● DIRECTIONS FOR THIS TASK
Check each line of the material below, and copy it if it holds the string "ValueType".

:::

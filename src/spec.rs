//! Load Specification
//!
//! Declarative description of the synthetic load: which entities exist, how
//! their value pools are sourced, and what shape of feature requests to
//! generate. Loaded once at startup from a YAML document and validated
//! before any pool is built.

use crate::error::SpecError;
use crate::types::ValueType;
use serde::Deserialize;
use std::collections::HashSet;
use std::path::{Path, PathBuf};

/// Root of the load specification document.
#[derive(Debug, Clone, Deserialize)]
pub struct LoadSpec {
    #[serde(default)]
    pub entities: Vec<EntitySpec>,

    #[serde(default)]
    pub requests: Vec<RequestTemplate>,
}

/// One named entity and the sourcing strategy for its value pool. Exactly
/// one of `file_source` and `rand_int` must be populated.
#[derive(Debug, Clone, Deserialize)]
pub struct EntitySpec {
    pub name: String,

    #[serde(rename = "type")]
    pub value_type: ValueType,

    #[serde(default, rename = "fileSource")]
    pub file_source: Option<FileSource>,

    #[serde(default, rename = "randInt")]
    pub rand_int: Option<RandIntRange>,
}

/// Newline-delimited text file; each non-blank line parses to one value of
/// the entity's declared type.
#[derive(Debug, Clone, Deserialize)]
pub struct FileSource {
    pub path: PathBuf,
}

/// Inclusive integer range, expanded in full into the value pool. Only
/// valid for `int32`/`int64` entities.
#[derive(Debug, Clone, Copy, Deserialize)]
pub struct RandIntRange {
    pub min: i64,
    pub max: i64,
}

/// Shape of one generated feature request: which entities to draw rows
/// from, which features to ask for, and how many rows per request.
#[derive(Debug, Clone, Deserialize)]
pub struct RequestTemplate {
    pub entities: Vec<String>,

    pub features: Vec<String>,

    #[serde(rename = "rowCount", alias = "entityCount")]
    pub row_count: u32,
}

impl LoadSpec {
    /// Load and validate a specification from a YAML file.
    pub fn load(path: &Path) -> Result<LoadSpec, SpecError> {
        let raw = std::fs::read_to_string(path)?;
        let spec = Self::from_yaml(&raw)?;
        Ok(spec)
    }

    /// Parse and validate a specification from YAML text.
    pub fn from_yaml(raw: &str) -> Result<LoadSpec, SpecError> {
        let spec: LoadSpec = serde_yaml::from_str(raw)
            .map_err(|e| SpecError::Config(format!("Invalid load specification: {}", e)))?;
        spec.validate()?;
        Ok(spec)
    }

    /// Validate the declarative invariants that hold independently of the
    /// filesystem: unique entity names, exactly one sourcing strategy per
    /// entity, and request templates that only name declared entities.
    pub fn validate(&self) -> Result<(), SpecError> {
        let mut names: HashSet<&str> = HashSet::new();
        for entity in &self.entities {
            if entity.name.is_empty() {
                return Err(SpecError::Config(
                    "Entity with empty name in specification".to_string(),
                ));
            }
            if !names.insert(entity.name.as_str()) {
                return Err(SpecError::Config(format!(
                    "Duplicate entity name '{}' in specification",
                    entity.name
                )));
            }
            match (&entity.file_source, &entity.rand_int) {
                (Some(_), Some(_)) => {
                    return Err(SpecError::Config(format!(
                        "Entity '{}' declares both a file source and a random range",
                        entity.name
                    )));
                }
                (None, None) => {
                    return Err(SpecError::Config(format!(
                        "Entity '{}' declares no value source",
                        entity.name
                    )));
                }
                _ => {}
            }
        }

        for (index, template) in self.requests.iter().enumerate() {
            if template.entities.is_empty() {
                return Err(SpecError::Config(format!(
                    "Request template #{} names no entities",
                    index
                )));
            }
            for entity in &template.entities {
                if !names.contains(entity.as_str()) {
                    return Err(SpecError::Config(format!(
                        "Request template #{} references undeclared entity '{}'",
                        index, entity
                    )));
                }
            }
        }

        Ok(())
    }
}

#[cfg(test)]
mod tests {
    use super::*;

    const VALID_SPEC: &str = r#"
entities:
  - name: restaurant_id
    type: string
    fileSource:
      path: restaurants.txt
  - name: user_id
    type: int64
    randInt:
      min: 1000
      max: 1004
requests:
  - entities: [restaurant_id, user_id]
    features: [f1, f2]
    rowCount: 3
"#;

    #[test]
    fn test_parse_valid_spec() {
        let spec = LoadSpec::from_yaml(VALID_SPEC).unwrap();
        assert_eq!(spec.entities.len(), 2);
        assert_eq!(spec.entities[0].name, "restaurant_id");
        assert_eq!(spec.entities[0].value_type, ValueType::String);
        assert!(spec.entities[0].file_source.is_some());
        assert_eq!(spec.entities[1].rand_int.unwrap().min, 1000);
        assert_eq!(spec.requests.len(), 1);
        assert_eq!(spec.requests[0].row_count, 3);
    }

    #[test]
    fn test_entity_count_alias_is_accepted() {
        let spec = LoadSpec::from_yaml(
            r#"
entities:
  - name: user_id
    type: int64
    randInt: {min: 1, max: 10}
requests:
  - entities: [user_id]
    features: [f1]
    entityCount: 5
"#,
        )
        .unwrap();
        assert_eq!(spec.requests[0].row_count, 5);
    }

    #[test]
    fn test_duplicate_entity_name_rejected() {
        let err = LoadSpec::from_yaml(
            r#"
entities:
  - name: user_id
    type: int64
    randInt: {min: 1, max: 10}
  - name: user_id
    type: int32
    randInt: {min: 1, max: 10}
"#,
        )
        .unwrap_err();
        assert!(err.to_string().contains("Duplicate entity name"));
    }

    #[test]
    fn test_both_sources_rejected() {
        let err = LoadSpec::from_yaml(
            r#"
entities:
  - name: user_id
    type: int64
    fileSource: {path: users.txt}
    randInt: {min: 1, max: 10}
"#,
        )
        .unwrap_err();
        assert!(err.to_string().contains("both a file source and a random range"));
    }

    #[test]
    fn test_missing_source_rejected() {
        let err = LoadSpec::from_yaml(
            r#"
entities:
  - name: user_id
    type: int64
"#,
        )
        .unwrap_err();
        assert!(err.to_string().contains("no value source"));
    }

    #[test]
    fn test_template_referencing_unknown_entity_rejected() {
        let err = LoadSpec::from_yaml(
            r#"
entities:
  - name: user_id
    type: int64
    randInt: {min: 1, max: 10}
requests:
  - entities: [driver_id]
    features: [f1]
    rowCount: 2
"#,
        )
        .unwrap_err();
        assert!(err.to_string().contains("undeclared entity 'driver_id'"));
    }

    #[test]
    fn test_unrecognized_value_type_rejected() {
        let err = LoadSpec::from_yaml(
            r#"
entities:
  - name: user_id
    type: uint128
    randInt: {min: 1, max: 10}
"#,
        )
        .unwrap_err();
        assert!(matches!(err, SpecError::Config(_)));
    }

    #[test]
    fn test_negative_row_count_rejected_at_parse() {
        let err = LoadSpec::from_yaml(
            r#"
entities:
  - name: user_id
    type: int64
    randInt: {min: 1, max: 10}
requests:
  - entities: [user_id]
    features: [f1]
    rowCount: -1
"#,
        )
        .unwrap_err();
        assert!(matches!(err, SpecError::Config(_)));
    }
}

:::

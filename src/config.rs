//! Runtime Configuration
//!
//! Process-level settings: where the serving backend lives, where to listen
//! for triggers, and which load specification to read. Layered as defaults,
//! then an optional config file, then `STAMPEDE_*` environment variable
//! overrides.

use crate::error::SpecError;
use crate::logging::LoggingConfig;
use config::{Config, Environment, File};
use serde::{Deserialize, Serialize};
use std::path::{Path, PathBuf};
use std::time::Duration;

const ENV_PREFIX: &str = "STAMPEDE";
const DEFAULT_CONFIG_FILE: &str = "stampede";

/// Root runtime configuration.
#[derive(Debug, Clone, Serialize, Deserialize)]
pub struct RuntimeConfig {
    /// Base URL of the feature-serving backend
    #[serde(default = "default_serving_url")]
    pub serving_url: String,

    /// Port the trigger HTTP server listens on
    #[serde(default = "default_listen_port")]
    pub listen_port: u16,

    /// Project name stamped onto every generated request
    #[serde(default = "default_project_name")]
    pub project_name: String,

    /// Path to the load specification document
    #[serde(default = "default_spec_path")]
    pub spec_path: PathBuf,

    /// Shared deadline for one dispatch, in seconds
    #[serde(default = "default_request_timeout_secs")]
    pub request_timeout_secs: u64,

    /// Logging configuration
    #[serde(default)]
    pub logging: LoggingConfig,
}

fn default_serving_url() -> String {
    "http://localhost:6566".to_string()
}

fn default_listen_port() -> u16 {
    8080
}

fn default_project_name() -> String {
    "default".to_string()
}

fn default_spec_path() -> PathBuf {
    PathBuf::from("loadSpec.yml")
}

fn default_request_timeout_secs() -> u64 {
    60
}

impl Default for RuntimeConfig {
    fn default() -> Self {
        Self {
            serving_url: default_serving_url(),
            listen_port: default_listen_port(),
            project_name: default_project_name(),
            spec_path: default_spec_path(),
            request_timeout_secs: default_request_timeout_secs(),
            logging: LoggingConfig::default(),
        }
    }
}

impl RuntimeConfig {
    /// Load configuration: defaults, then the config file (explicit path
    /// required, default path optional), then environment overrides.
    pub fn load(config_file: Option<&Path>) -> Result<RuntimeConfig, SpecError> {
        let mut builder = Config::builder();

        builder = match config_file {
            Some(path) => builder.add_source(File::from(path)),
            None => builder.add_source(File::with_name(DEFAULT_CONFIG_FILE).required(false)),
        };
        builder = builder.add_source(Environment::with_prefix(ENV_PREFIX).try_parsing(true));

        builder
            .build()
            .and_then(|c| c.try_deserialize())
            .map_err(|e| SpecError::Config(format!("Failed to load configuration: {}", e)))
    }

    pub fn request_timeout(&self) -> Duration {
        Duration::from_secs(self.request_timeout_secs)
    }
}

:::

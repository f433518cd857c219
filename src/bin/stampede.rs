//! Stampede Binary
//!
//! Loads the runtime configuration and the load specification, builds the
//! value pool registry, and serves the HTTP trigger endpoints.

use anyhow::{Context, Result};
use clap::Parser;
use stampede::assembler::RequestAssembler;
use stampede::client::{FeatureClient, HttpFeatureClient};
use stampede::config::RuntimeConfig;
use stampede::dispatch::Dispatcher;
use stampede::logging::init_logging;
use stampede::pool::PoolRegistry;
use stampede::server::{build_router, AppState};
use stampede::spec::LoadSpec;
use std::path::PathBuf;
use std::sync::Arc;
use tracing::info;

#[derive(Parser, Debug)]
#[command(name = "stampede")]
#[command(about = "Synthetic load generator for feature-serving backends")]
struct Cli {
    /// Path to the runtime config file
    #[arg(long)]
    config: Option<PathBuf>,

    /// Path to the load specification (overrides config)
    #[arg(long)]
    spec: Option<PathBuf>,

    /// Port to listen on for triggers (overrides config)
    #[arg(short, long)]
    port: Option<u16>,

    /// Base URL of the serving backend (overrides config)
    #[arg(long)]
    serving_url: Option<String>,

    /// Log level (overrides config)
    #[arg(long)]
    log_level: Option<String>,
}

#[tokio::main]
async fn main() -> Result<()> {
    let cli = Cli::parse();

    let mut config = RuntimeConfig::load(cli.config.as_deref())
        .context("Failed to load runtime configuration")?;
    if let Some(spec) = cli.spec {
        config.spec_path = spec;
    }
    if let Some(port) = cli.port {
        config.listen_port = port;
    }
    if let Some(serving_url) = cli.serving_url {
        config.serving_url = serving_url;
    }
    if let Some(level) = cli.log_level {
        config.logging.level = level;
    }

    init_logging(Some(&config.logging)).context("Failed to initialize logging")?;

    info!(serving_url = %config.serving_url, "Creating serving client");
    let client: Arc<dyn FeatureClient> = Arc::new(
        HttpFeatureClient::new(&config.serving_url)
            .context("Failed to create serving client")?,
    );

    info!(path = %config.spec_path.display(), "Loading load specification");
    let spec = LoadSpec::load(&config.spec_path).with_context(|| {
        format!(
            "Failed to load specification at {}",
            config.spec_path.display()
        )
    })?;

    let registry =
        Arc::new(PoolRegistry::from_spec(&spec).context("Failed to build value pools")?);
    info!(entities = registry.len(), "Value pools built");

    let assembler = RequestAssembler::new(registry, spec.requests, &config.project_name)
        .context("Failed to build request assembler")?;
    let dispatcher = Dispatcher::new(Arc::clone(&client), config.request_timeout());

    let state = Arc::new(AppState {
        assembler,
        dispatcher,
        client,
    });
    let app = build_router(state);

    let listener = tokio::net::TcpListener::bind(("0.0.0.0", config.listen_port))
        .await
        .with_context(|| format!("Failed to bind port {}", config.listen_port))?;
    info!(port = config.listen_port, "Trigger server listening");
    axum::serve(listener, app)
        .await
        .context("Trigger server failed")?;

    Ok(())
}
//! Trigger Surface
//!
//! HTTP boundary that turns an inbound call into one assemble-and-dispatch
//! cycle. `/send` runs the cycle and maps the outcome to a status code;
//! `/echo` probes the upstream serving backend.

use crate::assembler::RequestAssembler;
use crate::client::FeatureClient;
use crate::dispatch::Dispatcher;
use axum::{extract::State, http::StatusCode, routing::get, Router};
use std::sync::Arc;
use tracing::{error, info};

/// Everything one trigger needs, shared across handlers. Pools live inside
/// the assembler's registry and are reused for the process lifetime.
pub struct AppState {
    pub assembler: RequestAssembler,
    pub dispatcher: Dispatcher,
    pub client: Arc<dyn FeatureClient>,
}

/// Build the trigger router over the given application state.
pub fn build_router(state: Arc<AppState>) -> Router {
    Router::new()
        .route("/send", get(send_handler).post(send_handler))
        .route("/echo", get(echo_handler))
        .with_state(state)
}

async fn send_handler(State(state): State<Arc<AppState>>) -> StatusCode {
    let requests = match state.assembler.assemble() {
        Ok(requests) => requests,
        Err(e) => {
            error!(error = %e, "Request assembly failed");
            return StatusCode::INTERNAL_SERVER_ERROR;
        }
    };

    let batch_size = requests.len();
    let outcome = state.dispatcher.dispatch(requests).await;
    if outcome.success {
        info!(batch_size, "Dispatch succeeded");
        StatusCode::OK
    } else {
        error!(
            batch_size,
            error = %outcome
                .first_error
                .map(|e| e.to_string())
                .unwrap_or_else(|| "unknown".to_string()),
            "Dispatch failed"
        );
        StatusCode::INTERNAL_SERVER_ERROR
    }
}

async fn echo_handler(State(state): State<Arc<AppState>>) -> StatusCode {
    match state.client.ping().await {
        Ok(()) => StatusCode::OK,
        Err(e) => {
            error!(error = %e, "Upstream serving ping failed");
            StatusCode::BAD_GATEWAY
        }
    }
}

:::

● REPLY
use crate::types::ValueType;
    pub value_type: ValueType,
        assert_eq!(spec.entities[0].value_type, ValueType::String);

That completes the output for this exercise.